▶ WHAT NEEDS TO BE DONE
Among the lines below, count those with the word "PendingEdit". Answer with the number only.

(Collected data)
---
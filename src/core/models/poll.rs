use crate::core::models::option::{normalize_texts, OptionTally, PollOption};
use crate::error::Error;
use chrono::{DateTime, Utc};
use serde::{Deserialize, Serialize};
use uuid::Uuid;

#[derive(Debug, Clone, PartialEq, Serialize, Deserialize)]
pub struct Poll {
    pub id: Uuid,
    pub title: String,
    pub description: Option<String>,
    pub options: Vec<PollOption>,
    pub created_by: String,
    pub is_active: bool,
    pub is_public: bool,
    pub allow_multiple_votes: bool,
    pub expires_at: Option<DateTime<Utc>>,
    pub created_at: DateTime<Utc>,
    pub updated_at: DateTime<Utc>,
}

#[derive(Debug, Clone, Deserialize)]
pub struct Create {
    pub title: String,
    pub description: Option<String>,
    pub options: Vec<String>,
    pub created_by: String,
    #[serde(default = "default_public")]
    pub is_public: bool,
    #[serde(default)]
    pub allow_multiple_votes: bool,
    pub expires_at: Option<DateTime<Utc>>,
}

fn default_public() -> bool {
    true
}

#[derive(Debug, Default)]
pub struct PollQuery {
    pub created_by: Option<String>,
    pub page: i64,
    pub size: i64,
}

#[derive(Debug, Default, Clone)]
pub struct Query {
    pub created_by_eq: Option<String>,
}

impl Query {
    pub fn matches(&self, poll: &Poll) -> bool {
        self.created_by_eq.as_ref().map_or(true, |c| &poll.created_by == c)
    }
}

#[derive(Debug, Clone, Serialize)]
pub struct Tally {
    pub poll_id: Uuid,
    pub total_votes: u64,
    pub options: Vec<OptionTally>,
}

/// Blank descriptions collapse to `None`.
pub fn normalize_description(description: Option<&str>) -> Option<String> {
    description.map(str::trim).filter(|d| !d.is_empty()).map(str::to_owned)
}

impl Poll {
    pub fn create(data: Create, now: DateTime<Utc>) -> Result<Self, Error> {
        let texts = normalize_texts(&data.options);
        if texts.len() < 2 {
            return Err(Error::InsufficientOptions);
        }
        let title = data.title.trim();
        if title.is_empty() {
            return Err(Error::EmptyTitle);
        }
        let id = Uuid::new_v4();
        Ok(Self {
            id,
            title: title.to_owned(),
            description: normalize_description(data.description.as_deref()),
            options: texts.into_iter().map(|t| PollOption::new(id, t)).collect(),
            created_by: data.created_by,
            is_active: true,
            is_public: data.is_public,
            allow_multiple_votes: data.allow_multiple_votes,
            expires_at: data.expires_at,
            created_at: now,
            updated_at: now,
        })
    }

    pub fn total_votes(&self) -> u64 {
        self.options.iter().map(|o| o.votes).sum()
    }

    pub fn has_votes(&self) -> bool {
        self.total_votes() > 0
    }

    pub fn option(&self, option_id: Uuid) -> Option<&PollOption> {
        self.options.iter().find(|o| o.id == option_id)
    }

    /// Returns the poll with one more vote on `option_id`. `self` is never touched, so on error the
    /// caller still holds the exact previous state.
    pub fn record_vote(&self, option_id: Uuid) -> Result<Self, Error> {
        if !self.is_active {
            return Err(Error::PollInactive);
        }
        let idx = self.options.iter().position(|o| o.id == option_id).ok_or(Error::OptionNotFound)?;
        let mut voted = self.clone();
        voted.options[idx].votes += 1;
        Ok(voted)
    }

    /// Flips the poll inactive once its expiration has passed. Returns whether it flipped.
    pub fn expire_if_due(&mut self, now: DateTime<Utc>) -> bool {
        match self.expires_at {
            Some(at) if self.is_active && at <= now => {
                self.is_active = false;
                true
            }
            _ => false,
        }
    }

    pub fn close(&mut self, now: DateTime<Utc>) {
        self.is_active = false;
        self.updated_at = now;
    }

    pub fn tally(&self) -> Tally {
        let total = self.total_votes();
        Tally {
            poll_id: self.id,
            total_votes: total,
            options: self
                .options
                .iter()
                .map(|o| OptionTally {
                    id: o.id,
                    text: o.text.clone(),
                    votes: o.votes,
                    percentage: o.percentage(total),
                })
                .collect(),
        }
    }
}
---
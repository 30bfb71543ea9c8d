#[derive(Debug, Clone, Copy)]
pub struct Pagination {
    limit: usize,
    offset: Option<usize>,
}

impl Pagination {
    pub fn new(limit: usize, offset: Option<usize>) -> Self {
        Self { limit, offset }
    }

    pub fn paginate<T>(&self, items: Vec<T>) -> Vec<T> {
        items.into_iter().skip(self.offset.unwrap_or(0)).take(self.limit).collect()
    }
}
---
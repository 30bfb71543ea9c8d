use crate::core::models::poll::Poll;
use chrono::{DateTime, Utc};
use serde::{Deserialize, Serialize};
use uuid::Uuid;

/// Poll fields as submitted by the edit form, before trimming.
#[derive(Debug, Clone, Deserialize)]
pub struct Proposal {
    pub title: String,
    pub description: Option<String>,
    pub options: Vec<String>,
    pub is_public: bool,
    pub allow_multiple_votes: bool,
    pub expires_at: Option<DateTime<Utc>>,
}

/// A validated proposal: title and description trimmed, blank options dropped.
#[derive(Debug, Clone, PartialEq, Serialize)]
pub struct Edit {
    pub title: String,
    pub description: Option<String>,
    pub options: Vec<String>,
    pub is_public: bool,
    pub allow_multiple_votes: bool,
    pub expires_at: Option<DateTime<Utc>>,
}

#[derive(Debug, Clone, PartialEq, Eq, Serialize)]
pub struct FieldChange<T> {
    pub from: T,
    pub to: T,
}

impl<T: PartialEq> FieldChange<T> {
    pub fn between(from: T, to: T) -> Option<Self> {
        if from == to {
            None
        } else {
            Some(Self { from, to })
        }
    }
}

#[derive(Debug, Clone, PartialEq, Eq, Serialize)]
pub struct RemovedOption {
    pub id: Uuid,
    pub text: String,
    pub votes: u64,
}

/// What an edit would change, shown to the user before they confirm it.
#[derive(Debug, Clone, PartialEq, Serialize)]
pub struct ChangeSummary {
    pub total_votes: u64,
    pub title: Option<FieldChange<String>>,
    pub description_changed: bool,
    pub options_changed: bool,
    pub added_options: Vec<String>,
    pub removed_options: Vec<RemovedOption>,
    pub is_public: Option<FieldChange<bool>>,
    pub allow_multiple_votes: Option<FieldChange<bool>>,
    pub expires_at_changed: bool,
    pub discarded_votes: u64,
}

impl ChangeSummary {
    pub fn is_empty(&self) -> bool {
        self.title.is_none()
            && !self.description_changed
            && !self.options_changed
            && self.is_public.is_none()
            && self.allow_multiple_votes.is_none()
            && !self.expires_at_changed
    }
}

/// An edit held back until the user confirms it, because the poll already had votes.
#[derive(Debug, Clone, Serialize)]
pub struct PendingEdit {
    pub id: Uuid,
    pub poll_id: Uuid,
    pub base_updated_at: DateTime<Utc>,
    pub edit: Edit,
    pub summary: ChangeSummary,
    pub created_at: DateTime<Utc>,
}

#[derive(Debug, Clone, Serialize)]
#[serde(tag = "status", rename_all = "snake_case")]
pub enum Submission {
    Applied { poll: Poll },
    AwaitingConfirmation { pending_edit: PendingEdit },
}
---
▶ RESPONSE AREA
2